## EXERCISE DIRECTIONS
Below are records. Count every line containing the word "derive" and give the number alone.

Dataset entries
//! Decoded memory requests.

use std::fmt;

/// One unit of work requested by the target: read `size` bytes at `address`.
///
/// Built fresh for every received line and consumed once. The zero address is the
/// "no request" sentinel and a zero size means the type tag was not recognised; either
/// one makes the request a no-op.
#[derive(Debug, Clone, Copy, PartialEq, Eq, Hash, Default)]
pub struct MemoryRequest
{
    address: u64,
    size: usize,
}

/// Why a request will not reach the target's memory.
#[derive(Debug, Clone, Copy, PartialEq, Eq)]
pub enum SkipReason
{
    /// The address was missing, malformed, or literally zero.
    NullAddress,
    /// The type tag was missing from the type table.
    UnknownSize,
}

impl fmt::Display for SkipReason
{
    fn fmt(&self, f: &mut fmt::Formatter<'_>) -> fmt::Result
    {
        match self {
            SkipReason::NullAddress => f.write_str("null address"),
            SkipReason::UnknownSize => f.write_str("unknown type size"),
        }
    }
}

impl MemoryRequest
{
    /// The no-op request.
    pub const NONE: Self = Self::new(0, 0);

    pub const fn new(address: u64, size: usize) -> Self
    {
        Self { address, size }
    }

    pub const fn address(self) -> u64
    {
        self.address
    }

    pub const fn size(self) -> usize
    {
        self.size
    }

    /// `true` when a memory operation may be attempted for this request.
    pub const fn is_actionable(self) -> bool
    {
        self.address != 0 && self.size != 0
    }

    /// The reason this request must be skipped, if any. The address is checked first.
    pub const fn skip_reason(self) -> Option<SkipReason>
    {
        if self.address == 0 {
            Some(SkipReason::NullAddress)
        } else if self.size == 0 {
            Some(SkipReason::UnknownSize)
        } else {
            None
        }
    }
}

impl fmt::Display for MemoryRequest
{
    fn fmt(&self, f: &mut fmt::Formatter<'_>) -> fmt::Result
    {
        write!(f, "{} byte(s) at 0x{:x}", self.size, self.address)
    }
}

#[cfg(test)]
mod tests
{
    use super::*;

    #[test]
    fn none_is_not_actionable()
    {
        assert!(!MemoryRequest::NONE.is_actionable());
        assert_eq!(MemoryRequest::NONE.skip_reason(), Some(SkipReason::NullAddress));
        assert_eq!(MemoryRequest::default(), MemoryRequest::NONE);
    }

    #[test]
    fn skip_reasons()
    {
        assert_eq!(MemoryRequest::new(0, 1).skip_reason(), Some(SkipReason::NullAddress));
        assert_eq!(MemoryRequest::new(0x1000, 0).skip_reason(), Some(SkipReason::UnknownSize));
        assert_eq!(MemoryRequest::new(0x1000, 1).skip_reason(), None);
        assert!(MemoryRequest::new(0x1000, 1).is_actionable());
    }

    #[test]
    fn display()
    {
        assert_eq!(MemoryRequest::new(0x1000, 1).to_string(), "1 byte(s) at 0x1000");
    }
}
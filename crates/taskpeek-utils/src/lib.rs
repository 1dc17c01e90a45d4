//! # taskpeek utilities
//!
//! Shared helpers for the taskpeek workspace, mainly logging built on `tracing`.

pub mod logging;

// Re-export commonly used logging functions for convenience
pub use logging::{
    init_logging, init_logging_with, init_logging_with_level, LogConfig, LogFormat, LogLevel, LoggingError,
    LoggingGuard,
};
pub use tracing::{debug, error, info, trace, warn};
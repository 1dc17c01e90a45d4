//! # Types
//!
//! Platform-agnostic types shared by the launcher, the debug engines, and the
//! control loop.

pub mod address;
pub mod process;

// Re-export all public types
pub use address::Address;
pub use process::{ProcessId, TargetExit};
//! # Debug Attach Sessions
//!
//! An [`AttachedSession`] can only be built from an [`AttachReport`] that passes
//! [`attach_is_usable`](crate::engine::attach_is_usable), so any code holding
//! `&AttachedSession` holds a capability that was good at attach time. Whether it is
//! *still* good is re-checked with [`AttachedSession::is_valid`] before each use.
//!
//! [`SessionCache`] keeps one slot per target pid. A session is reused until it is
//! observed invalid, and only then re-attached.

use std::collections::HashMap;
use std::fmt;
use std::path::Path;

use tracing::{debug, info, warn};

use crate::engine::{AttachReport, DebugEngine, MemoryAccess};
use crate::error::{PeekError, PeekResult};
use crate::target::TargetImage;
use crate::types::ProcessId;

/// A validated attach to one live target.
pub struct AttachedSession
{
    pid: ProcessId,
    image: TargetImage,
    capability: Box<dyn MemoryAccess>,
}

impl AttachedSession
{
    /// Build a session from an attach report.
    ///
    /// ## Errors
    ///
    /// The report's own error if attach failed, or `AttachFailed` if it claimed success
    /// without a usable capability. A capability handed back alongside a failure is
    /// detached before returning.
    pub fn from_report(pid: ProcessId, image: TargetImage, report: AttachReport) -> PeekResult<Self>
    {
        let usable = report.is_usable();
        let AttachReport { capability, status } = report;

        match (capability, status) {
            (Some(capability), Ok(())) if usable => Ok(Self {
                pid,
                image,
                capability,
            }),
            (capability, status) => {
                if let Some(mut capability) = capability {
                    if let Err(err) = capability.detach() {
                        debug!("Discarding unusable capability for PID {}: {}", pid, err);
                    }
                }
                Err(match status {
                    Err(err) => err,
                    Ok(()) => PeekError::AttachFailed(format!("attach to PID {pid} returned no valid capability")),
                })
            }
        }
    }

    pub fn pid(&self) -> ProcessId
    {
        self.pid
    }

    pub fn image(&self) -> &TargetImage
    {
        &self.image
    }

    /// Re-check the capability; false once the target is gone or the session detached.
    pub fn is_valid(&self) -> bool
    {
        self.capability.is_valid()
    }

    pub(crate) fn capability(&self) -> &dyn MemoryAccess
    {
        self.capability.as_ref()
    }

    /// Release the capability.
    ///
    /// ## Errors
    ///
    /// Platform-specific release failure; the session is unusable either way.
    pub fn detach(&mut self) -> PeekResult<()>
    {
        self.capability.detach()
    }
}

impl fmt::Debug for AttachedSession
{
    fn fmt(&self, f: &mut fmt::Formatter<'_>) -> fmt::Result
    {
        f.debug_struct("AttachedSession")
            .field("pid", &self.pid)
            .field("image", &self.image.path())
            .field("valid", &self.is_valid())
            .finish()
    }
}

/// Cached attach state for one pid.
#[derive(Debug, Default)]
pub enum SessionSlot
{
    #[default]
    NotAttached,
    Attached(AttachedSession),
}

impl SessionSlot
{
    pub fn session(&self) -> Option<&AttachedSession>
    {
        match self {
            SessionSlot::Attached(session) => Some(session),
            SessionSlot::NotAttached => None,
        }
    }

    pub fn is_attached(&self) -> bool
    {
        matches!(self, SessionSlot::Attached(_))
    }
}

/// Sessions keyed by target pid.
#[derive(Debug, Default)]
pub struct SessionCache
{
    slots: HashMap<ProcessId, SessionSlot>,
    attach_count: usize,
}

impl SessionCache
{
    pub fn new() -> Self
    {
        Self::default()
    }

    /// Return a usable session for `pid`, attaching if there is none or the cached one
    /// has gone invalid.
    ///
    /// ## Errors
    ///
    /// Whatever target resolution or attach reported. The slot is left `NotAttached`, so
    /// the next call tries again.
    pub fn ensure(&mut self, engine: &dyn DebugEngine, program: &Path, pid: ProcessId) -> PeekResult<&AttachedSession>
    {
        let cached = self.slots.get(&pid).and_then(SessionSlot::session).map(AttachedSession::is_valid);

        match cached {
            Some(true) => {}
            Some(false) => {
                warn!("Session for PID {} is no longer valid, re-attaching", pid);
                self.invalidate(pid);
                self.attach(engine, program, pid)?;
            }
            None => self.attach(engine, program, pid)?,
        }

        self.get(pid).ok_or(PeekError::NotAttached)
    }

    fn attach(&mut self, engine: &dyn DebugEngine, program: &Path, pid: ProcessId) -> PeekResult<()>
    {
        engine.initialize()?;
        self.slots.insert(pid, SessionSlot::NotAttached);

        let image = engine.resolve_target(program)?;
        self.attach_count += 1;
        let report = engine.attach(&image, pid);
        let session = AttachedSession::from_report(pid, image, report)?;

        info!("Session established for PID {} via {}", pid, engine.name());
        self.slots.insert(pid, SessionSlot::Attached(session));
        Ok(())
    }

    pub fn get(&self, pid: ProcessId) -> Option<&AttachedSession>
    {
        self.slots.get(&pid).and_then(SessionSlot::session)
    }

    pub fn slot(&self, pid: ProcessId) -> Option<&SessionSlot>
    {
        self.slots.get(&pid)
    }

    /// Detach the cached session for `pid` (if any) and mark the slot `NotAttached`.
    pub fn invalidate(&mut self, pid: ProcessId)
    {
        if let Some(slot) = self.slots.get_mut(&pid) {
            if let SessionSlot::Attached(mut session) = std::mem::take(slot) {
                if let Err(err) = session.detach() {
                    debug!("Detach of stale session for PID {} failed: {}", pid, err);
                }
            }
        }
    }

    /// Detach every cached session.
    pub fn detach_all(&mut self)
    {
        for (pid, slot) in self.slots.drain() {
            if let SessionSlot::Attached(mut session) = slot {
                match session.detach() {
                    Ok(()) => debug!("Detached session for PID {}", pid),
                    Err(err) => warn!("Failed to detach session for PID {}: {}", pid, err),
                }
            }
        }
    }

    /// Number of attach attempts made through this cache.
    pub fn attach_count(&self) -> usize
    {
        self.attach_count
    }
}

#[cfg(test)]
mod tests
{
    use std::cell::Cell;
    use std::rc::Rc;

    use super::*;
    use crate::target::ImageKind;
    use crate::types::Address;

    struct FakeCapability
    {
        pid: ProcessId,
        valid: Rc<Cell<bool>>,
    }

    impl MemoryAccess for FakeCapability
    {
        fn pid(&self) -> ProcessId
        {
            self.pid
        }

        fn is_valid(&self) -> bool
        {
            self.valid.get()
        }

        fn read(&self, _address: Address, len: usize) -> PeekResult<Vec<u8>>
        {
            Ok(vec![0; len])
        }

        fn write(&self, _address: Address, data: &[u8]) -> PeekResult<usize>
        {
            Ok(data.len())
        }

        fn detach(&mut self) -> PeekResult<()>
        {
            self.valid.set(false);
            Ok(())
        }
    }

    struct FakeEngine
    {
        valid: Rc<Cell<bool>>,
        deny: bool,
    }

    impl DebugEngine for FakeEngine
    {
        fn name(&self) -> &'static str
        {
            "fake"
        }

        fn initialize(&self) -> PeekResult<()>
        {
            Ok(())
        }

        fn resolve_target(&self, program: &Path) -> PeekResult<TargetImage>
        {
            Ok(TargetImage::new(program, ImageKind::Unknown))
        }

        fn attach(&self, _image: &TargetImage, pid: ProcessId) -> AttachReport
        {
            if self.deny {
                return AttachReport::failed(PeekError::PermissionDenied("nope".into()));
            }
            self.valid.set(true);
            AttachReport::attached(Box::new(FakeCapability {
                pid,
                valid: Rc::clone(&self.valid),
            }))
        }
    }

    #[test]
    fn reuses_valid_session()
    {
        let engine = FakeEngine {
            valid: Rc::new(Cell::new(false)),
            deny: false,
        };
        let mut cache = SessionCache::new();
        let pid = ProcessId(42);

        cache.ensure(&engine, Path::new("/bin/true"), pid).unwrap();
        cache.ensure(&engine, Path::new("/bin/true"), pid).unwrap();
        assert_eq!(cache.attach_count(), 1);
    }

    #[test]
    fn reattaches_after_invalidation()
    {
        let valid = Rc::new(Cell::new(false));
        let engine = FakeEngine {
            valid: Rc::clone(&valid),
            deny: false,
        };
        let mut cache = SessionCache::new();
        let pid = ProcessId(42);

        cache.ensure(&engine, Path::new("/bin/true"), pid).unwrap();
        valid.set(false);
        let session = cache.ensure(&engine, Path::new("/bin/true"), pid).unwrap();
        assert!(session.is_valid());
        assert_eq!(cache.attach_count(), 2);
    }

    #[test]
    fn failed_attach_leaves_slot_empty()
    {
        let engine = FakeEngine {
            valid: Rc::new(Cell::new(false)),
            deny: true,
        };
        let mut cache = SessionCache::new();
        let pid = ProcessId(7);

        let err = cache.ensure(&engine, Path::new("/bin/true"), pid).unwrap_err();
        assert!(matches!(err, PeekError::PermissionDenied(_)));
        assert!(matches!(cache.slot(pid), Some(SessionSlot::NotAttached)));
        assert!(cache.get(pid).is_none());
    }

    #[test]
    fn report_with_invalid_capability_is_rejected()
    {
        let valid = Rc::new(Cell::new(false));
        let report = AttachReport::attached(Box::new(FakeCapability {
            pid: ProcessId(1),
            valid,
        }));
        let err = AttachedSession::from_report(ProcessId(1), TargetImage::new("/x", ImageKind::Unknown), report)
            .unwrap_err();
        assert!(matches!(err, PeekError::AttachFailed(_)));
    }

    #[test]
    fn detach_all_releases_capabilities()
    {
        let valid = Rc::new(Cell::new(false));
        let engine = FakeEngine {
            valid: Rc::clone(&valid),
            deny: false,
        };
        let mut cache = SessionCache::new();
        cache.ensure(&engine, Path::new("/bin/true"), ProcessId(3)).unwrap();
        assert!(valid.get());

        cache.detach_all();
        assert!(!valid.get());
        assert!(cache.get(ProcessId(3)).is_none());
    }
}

## RESPONSE TO THIS TASK
4